Abstract

A series of rigid aromatic templates that vary in size, shape, and directionality have been investigated in template-assembled synthetic 4α-helix peptide bundles for their capacity to enhance the α-helicity of an amphiphilic peptide (DAATALANALKKL-[NHCH2CH2SH]). In aqueous phosphate buffer (10 mM, pH 7) the peptide has some innate helicity (∼30%) which is concentration-independent between 1 and 250 μM. Helicity is enhanced to 64−75% when 4 equiv of the peptide are connected to aromatic templates based on benzene, benzanilide, or a cyclic octapeptide.
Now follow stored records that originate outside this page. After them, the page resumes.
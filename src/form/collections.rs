//! Add/remove/update operations over the nested collections of a property.
//!
//! Every operation takes the current snapshot and returns an [`Edit`] holding
//! the next one. Unknown identifiers never fail: the snapshot comes back
//! unchanged, the outcome names what was not found, and a warning is emitted
//! on the diagnostics target.

use crate::models::{Area, Feature, ImageKind, PropertyFormData, PropertyImage};
use std::collections::{HashMap, HashSet};
use tracing::{debug, warn};
use uuid::Uuid;

pub const DIAGNOSTICS_TARGET: &str = "property_studio::diagnostics";

#[derive(Debug, Clone, Copy, PartialEq, Eq)]
pub enum CollectionKind {
    Features,
    Areas,
    Images,
    Floorplans,
    NearbyPlaces,
}

#[derive(Debug, Clone, PartialEq)]
pub enum EditOutcome {
    /// New items were appended with these ids
    Added(Vec<String>),
    Applied,
    /// Nothing matched `id`; the snapshot is unchanged
    Missing { collection: CollectionKind, id: String },
    /// Applied, but these ids could not be resolved (dangling or left out)
    Unresolved {
        collection: CollectionKind,
        ids: Vec<String>,
    },
}

impl EditOutcome {
    /// True when the edit went through without any diagnostic
    pub fn is_clean(&self) -> bool {
        matches!(self, EditOutcome::Added(_) | EditOutcome::Applied)
    }
}

/// Result of a collection operation
#[derive(Debug, Clone)]
pub struct Edit {
    pub state: PropertyFormData,
    pub outcome: EditOutcome,
}

impl Edit {
    fn new(state: PropertyFormData, outcome: EditOutcome) -> Self {
        match &outcome {
            EditOutcome::Missing { collection, id } => {
                warn!(target: DIAGNOSTICS_TARGET, ?collection, %id, "no item with this id, edit ignored");
            }
            EditOutcome::Unresolved { collection, ids } => {
                warn!(target: DIAGNOSTICS_TARGET, ?collection, ?ids, "edit applied with unresolved ids");
            }
            _ => {}
        }
        Self { state, outcome }
    }

    fn missing(state: &PropertyFormData, collection: CollectionKind, id: &str) -> Self {
        Self::new(
            state.clone(),
            EditOutcome::Missing {
                collection,
                id: id.to_string(),
            },
        )
    }

    /// First id appended by this edit, if any
    pub fn added_id(&self) -> Option<&str> {
        match &self.outcome {
            EditOutcome::Added(ids) => ids.first().map(String::as_str),
            _ => None,
        }
    }
}

/// A nested collection of the property form that supports add/remove/update
pub trait Collection {
    type Item: Clone;
    type Field;
    const KIND: CollectionKind;

    fn items(state: &PropertyFormData) -> &Vec<Self::Item>;
    fn items_mut(state: &mut PropertyFormData) -> &mut Vec<Self::Item>;
    fn id(item: &Self::Item) -> &str;
    /// Empty item appended by `add`
    fn fresh(id: String, state: &PropertyFormData) -> Self::Item;
    fn apply(item: &mut Self::Item, field: Self::Field);
}

pub struct Features;
pub struct Areas;
pub struct Images;
pub struct Floorplans;

#[derive(Debug, Clone, PartialEq)]
pub enum FeatureField {
    Description(String),
}

#[derive(Debug, Clone, PartialEq)]
pub enum AreaField {
    Title(String),
    Description(String),
    Columns(u8),
}

#[derive(Debug, Clone, PartialEq)]
pub enum ImageField {
    Url(String),
    SortOrder(Option<i32>),
}

impl Collection for Features {
    type Item = Feature;
    type Field = FeatureField;
    const KIND: CollectionKind = CollectionKind::Features;

    fn items(state: &PropertyFormData) -> &Vec<Feature> {
        &state.features
    }

    fn items_mut(state: &mut PropertyFormData) -> &mut Vec<Feature> {
        &mut state.features
    }

    fn id(item: &Feature) -> &str {
        &item.id
    }

    fn fresh(id: String, _state: &PropertyFormData) -> Feature {
        Feature {
            id,
            description: String::new(),
        }
    }

    fn apply(item: &mut Feature, field: FeatureField) {
        match field {
            FeatureField::Description(v) => item.description = v,
        }
    }
}

impl Collection for Areas {
    type Item = Area;
    type Field = AreaField;
    const KIND: CollectionKind = CollectionKind::Areas;

    fn items(state: &PropertyFormData) -> &Vec<Area> {
        &state.areas
    }

    fn items_mut(state: &mut PropertyFormData) -> &mut Vec<Area> {
        &mut state.areas
    }

    fn id(item: &Area) -> &str {
        &item.id
    }

    fn fresh(id: String, _state: &PropertyFormData) -> Area {
        Area {
            id,
            ..Area::default()
        }
    }

    fn apply(item: &mut Area, field: AreaField) {
        match field {
            AreaField::Title(v) => item.title = v,
            AreaField::Description(v) => item.description = v,
            AreaField::Columns(v) => item.columns = v,
        }
    }
}

fn fresh_image(id: String, kind: ImageKind, items: &[PropertyImage]) -> PropertyImage {
    PropertyImage {
        id,
        kind,
        sort_order: Some(next_sort_order(items)),
        ..PropertyImage::default()
    }
}

fn apply_image(item: &mut PropertyImage, field: ImageField) {
    match field {
        ImageField::Url(v) => item.url = v,
        ImageField::SortOrder(v) => item.sort_order = v,
    }
}

impl Collection for Images {
    type Item = PropertyImage;
    type Field = ImageField;
    const KIND: CollectionKind = CollectionKind::Images;

    fn items(state: &PropertyFormData) -> &Vec<PropertyImage> {
        &state.images
    }

    fn items_mut(state: &mut PropertyFormData) -> &mut Vec<PropertyImage> {
        &mut state.images
    }

    fn id(item: &PropertyImage) -> &str {
        &item.id
    }

    fn fresh(id: String, state: &PropertyFormData) -> PropertyImage {
        fresh_image(id, ImageKind::Image, &state.images)
    }

    fn apply(item: &mut PropertyImage, field: ImageField) {
        apply_image(item, field)
    }
}

impl Collection for Floorplans {
    type Item = PropertyImage;
    type Field = ImageField;
    const KIND: CollectionKind = CollectionKind::Floorplans;

    fn items(state: &PropertyFormData) -> &Vec<PropertyImage> {
        &state.floorplans
    }

    fn items_mut(state: &mut PropertyFormData) -> &mut Vec<PropertyImage> {
        &mut state.floorplans
    }

    fn id(item: &PropertyImage) -> &str {
        &item.id
    }

    fn fresh(id: String, state: &PropertyFormData) -> PropertyImage {
        fresh_image(id, ImageKind::Floorplan, &state.floorplans)
    }

    fn apply(item: &mut PropertyImage, field: ImageField) {
        apply_image(item, field)
    }
}

fn new_id() -> String {
    Uuid::new_v4().to_string()
}

fn next_sort_order(items: &[PropertyImage]) -> i32 {
    items
        .iter()
        .filter_map(|img| img.sort_order)
        .max()
        .map_or(0, |max| max + 1)
}

/// Append an empty item with a fresh id
pub fn add<C: Collection>(state: &PropertyFormData) -> Edit {
    let id = new_id();
    let item = C::fresh(id.clone(), state);
    let mut next = state.clone();
    C::items_mut(&mut next).push(item);
    debug!(collection = ?C::KIND, %id, "item added");
    Edit::new(next, EditOutcome::Added(vec![id]))
}

pub fn remove<C: Collection>(state: &PropertyFormData, id: &str) -> Edit {
    if !C::items(state).iter().any(|item| C::id(item) == id) {
        return Edit::missing(state, C::KIND, id);
    }
    let mut next = state.clone();
    C::items_mut(&mut next).retain(|item| C::id(item) != id);
    debug!(collection = ?C::KIND, %id, "item removed");
    Edit::new(next, EditOutcome::Applied)
}

/// Replace one field of the item with the given id
pub fn update<C: Collection>(state: &PropertyFormData, id: &str, field: C::Field) -> Edit {
    let mut next = state.clone();
    match C::items_mut(&mut next).iter_mut().find(|item| C::id(item) == id) {
        Some(item) => {
            C::apply(item, field);
            Edit::new(next, EditOutcome::Applied)
        }
        None => Edit::missing(state, C::KIND, id),
    }
}

/// Remove an image and drop every area reference to it
pub fn remove_image(state: &PropertyFormData, id: &str) -> Edit {
    let edit = remove::<Images>(state, id);
    if !edit.outcome.is_clean() {
        return edit;
    }
    let mut next = edit.state;
    for area in next.areas.iter_mut() {
        area.image_ids.retain(|image_id| image_id != id);
    }
    Edit::new(next, EditOutcome::Applied)
}

/// Replace client-side media ids with the ids the store assigned, including
/// area gallery references, and align each image's area column with the galleries.
pub fn adopt_media_ids(state: &PropertyFormData, assigned: &HashMap<String, String>) -> PropertyFormData {
    let mut next = state.clone();
    for img in next.images.iter_mut().chain(next.floorplans.iter_mut()) {
        if let Some(id) = assigned.get(&img.id) {
            debug!(from = %img.id, to = %id, "media id adopted");
            img.id = id.clone();
        }
    }
    for area in next.areas.iter_mut() {
        for image_id in area.image_ids.iter_mut() {
            if let Some(id) = assigned.get(image_id.as_str()) {
                *image_id = id.clone();
            }
        }
    }
    let areas: Vec<Option<String>> = next
        .images
        .iter()
        .map(|img| next.area_of(&img.id).map(str::to_string))
        .collect();
    for (img, area) in next.images.iter_mut().zip(areas) {
        img.area = area;
    }
    next
}

/// Append uploaded files as new images or floorplans, ordered after the existing ones
pub fn attach_uploaded(state: &PropertyFormData, kind: ImageKind, urls: &[String]) -> Edit {
    let mut next = state.clone();
    let items = match kind {
        ImageKind::Image => &mut next.images,
        ImageKind::Floorplan => &mut next.floorplans,
    };
    let mut order = next_sort_order(items.as_slice());
    let mut ids = Vec::with_capacity(urls.len());
    for url in urls {
        let id = new_id();
        items.push(PropertyImage {
            id: id.clone(),
            url: url.clone(),
            sort_order: Some(order),
            kind,
            ..PropertyImage::default()
        });
        ids.push(id);
        order += 1;
    }
    debug!(kind = kind.as_str(), count = ids.len(), "uploads attached");
    Edit::new(next, EditOutcome::Added(ids))
}

/// Overwrite the selected images of one area.
///
/// The selection is replaced wholesale; callers wanting a union compute it first.
pub fn select_area_images(state: &PropertyFormData, area_id: &str, image_ids: &[String]) -> Edit {
    let mut next = state.clone();
    let dangling: Vec<String> = image_ids
        .iter()
        .filter(|id| !state.images.iter().any(|img| &img.id == *id))
        .cloned()
        .collect();

    let Some(area) = next.areas.iter_mut().find(|a| a.id == area_id) else {
        return Edit::missing(state, CollectionKind::Areas, area_id);
    };
    area.image_ids = image_ids.to_vec();

    let outcome = if dangling.is_empty() {
        EditOutcome::Applied
    } else {
        EditOutcome::Unresolved {
            collection: CollectionKind::Images,
            ids: dangling,
        }
    };
    Edit::new(next, outcome)
}

pub fn remove_area_image(state: &PropertyFormData, area_id: &str, image_id: &str) -> Edit {
    let mut next = state.clone();
    let Some(area) = next.areas.iter_mut().find(|a| a.id == area_id) else {
        return Edit::missing(state, CollectionKind::Areas, area_id);
    };
    if !area.image_ids.iter().any(|id| id == image_id) {
        return Edit::missing(state, CollectionKind::Images, image_id);
    }
    area.image_ids.retain(|id| id != image_id);
    Edit::new(next, EditOutcome::Applied)
}

/// Give listed images `sort_order` equal to their position and move them to the front.
///
/// Images left out of `ids` keep their old order value and are reported, as are
/// ids that match no image.
pub fn reorder_images(state: &PropertyFormData, ids: &[String]) -> Edit {
    let mut remaining = state.images.clone();
    let mut ordered = Vec::with_capacity(remaining.len());
    let mut unknown = Vec::new();
    let mut seen = HashSet::new();

    for (position, id) in ids.iter().enumerate() {
        if !seen.insert(id.as_str()) {
            continue;
        }
        match remaining.iter().position(|img| &img.id == id) {
            Some(idx) => {
                let mut img = remaining.remove(idx);
                img.sort_order = Some(position as i32);
                ordered.push(img);
            }
            None => unknown.push(id.clone()),
        }
    }

    let mut unresolved: Vec<String> = remaining.iter().map(|img| img.id.clone()).collect();
    unresolved.extend(unknown);
    ordered.extend(remaining);

    let mut next = state.clone();
    next.images = ordered;
    let outcome = if unresolved.is_empty() {
        EditOutcome::Applied
    } else {
        EditOutcome::Unresolved {
            collection: CollectionKind::Images,
            ids: unresolved,
        }
    };
    Edit::new(next, outcome)
}

/// Flag exactly one image as the main image
pub fn set_main_image(state: &PropertyFormData, id: &str) -> Edit {
    if !state.images.iter().any(|img| img.id == id) {
        return Edit::missing(state, CollectionKind::Images, id);
    }
    let mut next = state.clone();
    for img in next.images.iter_mut() {
        img.is_main = img.id == id;
    }
    Edit::new(next, EditOutcome::Applied)
}

pub fn toggle_featured_image(state: &PropertyFormData, id: &str) -> Edit {
    let mut next = state.clone();
    match next.images.iter_mut().find(|img| img.id == id) {
        Some(img) => {
            img.is_featured_image = !img.is_featured_image;
            Edit::new(next, EditOutcome::Applied)
        }
        None => Edit::missing(state, CollectionKind::Images, id),
    }
}

pub fn remove_nearby_place(state: &PropertyFormData, id: &str) -> Edit {
    if !state.nearby_places.iter().any(|p| p.id == id) {
        return Edit::missing(state, CollectionKind::NearbyPlaces, id);
    }
    let mut next = state.clone();
    next.nearby_places.retain(|p| p.id != id);
    Edit::new(next, EditOutcome::Applied)
}

pub fn set_place_visibility(state: &PropertyFormData, id: &str, visible: bool) -> Edit {
    let mut next = state.clone();
    match next.nearby_places.iter_mut().find(|p| p.id == id) {
        Some(place) => {
            place.visible_in_webview = visible;
            Edit::new(next, EditOutcome::Applied)
        }
        None => Edit::missing(state, CollectionKind::NearbyPlaces, id),
    }
}
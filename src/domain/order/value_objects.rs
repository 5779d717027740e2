use std::fmt;
use std::str::FromStr;

use chrono::{DateTime, Utc};
use rust_decimal::Decimal;
use serde::{Deserialize, Serialize};
use uuid::Uuid;

use super::errors::OrderError;

// ============================================================================
// Order Value Objects
// ============================================================================

/// Lifecycle status of an order.
///
/// Declaration order is the canonical forward path; `Cancelled` sits outside it.
#[derive(Debug, Clone, Copy, PartialEq, Eq, Hash, PartialOrd, Ord, Serialize, Deserialize)]
#[serde(rename_all = "lowercase")]
pub enum OrderStatus {
    Pending,
    Confirmed,
    Processing,
    Shipped,
    Delivered,
    Completed,
    Cancelled,
}

impl OrderStatus {
    pub const ALL: [OrderStatus; 7] = [
        OrderStatus::Pending,
        OrderStatus::Confirmed,
        OrderStatus::Processing,
        OrderStatus::Shipped,
        OrderStatus::Delivered,
        OrderStatus::Completed,
        OrderStatus::Cancelled,
    ];

    /// Storage / wire code.
    pub fn as_str(&self) -> &'static str {
        match self {
            OrderStatus::Pending => "pending",
            OrderStatus::Confirmed => "confirmed",
            OrderStatus::Processing => "processing",
            OrderStatus::Shipped => "shipped",
            OrderStatus::Delivered => "delivered",
            OrderStatus::Completed => "completed",
            OrderStatus::Cancelled => "cancelled",
        }
    }

    /// Human-facing label used in audit notes.
    pub fn label(&self) -> &'static str {
        match self {
            OrderStatus::Pending => "Pending confirmation",
            OrderStatus::Confirmed => "Confirmed",
            OrderStatus::Processing => "Processing",
            OrderStatus::Shipped => "Shipped",
            OrderStatus::Delivered => "Delivered",
            OrderStatus::Completed => "Completed",
            OrderStatus::Cancelled => "Cancelled",
        }
    }

    /// Position on the forward path, `None` for `Cancelled`.
    pub fn forward_rank(&self) -> Option<usize> {
        match self {
            OrderStatus::Cancelled => None,
            other => OrderStatus::ALL.iter().position(|s| s == other),
        }
    }
}

impl fmt::Display for OrderStatus {
    fn fmt(&self, f: &mut fmt::Formatter<'_>) -> fmt::Result {
        f.write_str(self.as_str())
    }
}

impl FromStr for OrderStatus {
    type Err = OrderError;

    fn from_str(code: &str) -> Result<Self, Self::Err> {
        OrderStatus::ALL
            .iter()
            .copied()
            .find(|s| s.as_str() == code.trim())
            .ok_or_else(|| OrderError::Validation(format!("unknown order status: {code:?}")))
    }
}

#[derive(Debug, Clone, Copy, PartialEq, Eq, Hash, Serialize, Deserialize)]
#[serde(rename_all = "lowercase")]
pub enum OrderType {
    Sales,
    Rental,
}

impl OrderType {
    pub fn as_str(&self) -> &'static str {
        match self {
            OrderType::Sales => "sales",
            OrderType::Rental => "rental",
        }
    }
}

impl FromStr for OrderType {
    type Err = OrderError;

    fn from_str(code: &str) -> Result<Self, Self::Err> {
        match code.trim() {
            "sales" => Ok(OrderType::Sales),
            "rental" => Ok(OrderType::Rental),
            other => Err(OrderError::Validation(format!("unknown order type: {other:?}"))),
        }
    }
}

#[derive(Debug, Clone, Copy, PartialEq, Eq, Hash, Serialize, Deserialize)]
#[serde(rename_all = "lowercase")]
pub enum PaymentStatus {
    Pending,
    Paid,
    Failed,
    Refunded,
}

impl PaymentStatus {
    pub fn as_str(&self) -> &'static str {
        match self {
            PaymentStatus::Pending => "pending",
            PaymentStatus::Paid => "paid",
            PaymentStatus::Failed => "failed",
            PaymentStatus::Refunded => "refunded",
        }
    }
}

impl FromStr for PaymentStatus {
    type Err = OrderError;

    fn from_str(code: &str) -> Result<Self, Self::Err> {
        match code.trim() {
            "pending" => Ok(PaymentStatus::Pending),
            "paid" => Ok(PaymentStatus::Paid),
            "failed" => Ok(PaymentStatus::Failed),
            "refunded" => Ok(PaymentStatus::Refunded),
            other => Err(OrderError::Validation(format!("unknown payment status: {other:?}"))),
        }
    }
}

// ============================================================================
// Order Record
// ============================================================================

/// Persisted order as seen by the lifecycle engine.
#[derive(Debug, Clone, PartialEq, Serialize, Deserialize)]
pub struct Order {
    pub id: Uuid,
    pub order_number: String,
    pub order_type: OrderType,
    pub status: OrderStatus,
    pub total_amount: Decimal,
    pub payment_status: PaymentStatus,
    pub created_at: DateTime<Utc>,
    pub updated_at: DateTime<Utc>,
    pub is_deleted: bool,
}

impl Order {
    /// Build a fresh order in `pending`.
    pub fn new(new_order: NewOrder) -> Self {
        let now = Utc::now();
        Self {
            id: Uuid::new_v4(),
            order_number: new_order.order_number,
            order_type: new_order.order_type,
            status: OrderStatus::Pending,
            total_amount: new_order.total_amount,
            payment_status: new_order.payment_status,
            created_at: now,
            updated_at: now,
            is_deleted: false,
        }
    }

    pub fn view(&self) -> OrderView {
        OrderView {
            id: self.id,
            order_number: self.order_number.clone(),
            order_type: self.order_type,
            status: self.status,
            total_amount: self.total_amount,
            payment_status: self.payment_status,
            created_at: self.created_at,
            updated_at: self.updated_at,
        }
    }
}

/// Input for registering an order with the engine.
#[derive(Debug, Clone, Serialize, Deserialize)]
pub struct NewOrder {
    pub order_number: String,
    pub order_type: OrderType,
    pub total_amount: Decimal,
    pub payment_status: PaymentStatus,
}

impl NewOrder {
    /// Longest accepted order number, in characters.
    pub const MAX_ORDER_NUMBER_LEN: usize = 50;

    pub fn validate(&self) -> Result<(), OrderError> {
        if self.order_number.trim().is_empty() {
            return Err(OrderError::Validation("order number must not be empty".into()));
        }
        let length = self.order_number.chars().count();
        if length > Self::MAX_ORDER_NUMBER_LEN {
            return Err(OrderError::Validation(format!(
                "order number is {length} characters, at most {} allowed",
                Self::MAX_ORDER_NUMBER_LEN
            )));
        }
        if self.total_amount <= Decimal::ZERO {
            return Err(OrderError::Validation(format!(
                "order total must be positive, got {}",
                self.total_amount
            )));
        }
        // numeric(14, 2)
        if self.total_amount >= Decimal::new(1_000_000_000_000, 0) {
            return Err(OrderError::Validation(format!(
                "order total {} is out of range",
                self.total_amount
            )));
        }
        Ok(())
    }
}

/// Read model returned to the (external) controller layer.
#[derive(Debug, Clone, PartialEq, Serialize, Deserialize)]
pub struct OrderView {
    pub id: Uuid,
    pub order_number: String,
    pub order_type: OrderType,
    pub status: OrderStatus,
    pub total_amount: Decimal,
    pub payment_status: PaymentStatus,
    pub created_at: DateTime<Utc>,
    pub updated_at: DateTime<Utc>,
}

// ============================================================================
// Unit Tests
// ============================================================================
This effect is concentration-independent by circular dichroism spectroscopy (3−60 μM [TASP]), the TASPs are monomeric by sedimentation equilibrium experiments, and have comparable thermodynamic stabilities. Thus these templates induce intra- rather than inter- molecular peptide association and are equally effective despite variations in size, shape, and directionality. When the linker between the template and peptides is sufficently long, as in these cases, TASP formation is less sensitive to the dimensions of the template than to the communication between hydrophobic peptide side chains, which are the main determinants of helix separation, 4α-helix bundle size and stability. This greatly simplifies approaches to developing small molecule mimetics of interacting protein surfaces. However template size, shape, and directionality may still be important when the linker is short or when assembled peptide surfaces are isolated from one another and unable to communicate.